Twin Study Seeks to Unravel Genetic Clues to Lupus Development
Changes in the pattern of DNA methylation associate with twin discordance in systemic lupus erythematosus.
Authors: Javierre BM, Fernandez AF, Richter J, Al-Shahrour F, Martin-Subero JI, Rodriguez-Ubreva J, Berdasco M, Fraga MF, O'Hanlon TP, Rider LG, Jacinto FV, Lopez-Longo FJ, Dopazo J, Forn M, Peinado MA, Carreño L, Sawalha AH, Harley JB, Siebert R, Esteller M, Miller FW, and Ballestar E. (2009).
Genome Research, epub ahead of print December 22
What is the topic?
DNA contains the blueprints for all the proteins in the body. DNA is wound up in tight coils and when a cell wants to make a protein, these coils unravel to expose the instructions for making that protein. The degree to which DNA stays tightly coiled or loosens up is influenced by whether or not chemicals called "methyl groups" are attached to specific parts of the DNA.

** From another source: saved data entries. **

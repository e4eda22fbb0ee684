pub mod error;
pub mod frames;
pub mod gateway;
pub mod registry;
pub mod server;

#[cfg(test)]
mod testing;

pub use gateway::{CloseReason, Gateway};
pub use registry::{FrameSink, SessionRegistry};
pub use server::{start, ServerConfig, ServerHandle};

This arrangement allows each type of cell in the body to make the kinds of proteins needed to do its particular job. However, changes to how DNA coils up or unravels may be influenced by the environment around a cell, including the diet that people eat and the environment in the womb while a baby is developing.
What did the researchers hope to learn?
The researchers hoped to find out if DNA methylation is different between twins when one twin has lupus and the other does not.
Who was studied?
Part of the study looked at five pairs of identical twins where only one had lupus and the results from these twins was compared to 10 healthy people who were matched to the twins by age, gender, and race.
Twelve additional pairs of siblings (not necessarily twins) where only one had lupus were also looked at and seven sets of identical twins who both had lupus were also studied.
How was the study conducted?
Blood samples were taken from each patient and white blood cells were analyzed for DNA methylation. The researchers studied methylation in regions of the DNA that contain blueprints (genes) that are already known to influence the development of lupus.
What did the researchers find?
In the five pairs of identical twins where only one had lupus, there were 49 genes that had different amounts of DNA methylation between the twins with lupus and those without lupus. These 49 genes were the blueprints for proteins that are known to affect the activity of the immune system. Some of them are involved with regulating how cells make little immune system regulators called "cytokines." However, this same set of 49 genes did not have different amounts of DNA methylation when people with lupus were compared to the healthy people. It may be that the differences in DNA methylation are only important against the background of the other genes specifically inherited and shared by these twins.
Seven of these 49 genes had decreased methylation in lupus patients when compared to their healthy siblings. For five of these seven genes, reduced methylation was associated with increased manufacture of the specific proteins that they control, which is thought to contribute to the development of lupus.
What were the limitations of the study?
The number of lupus patients studied here was small and for some of these genes it may not be clear yet what exactly is going on as a result of the changes in methylation, so more studies will be needed to sort through all of these differences. It is also not known how long the patients with lupus have had these changes in gene methylation, or whether this is a cause or result of lupus.
What do the results mean for you?
There are already several treatments known that can affect methylation of genes and cause lupus-like syndromes. By better understanding how that works, it is likely that new treatments could be invented to prevent those methylation changes that could put people at risk for lupus.
It is also possible that, in some cases, something in the environment affected DNA methylation in one identical twin but not the other. If so, it is possible that learning more information about this could help us learn how to avoid some of the triggers that could lead to lupus in genetically susceptible people.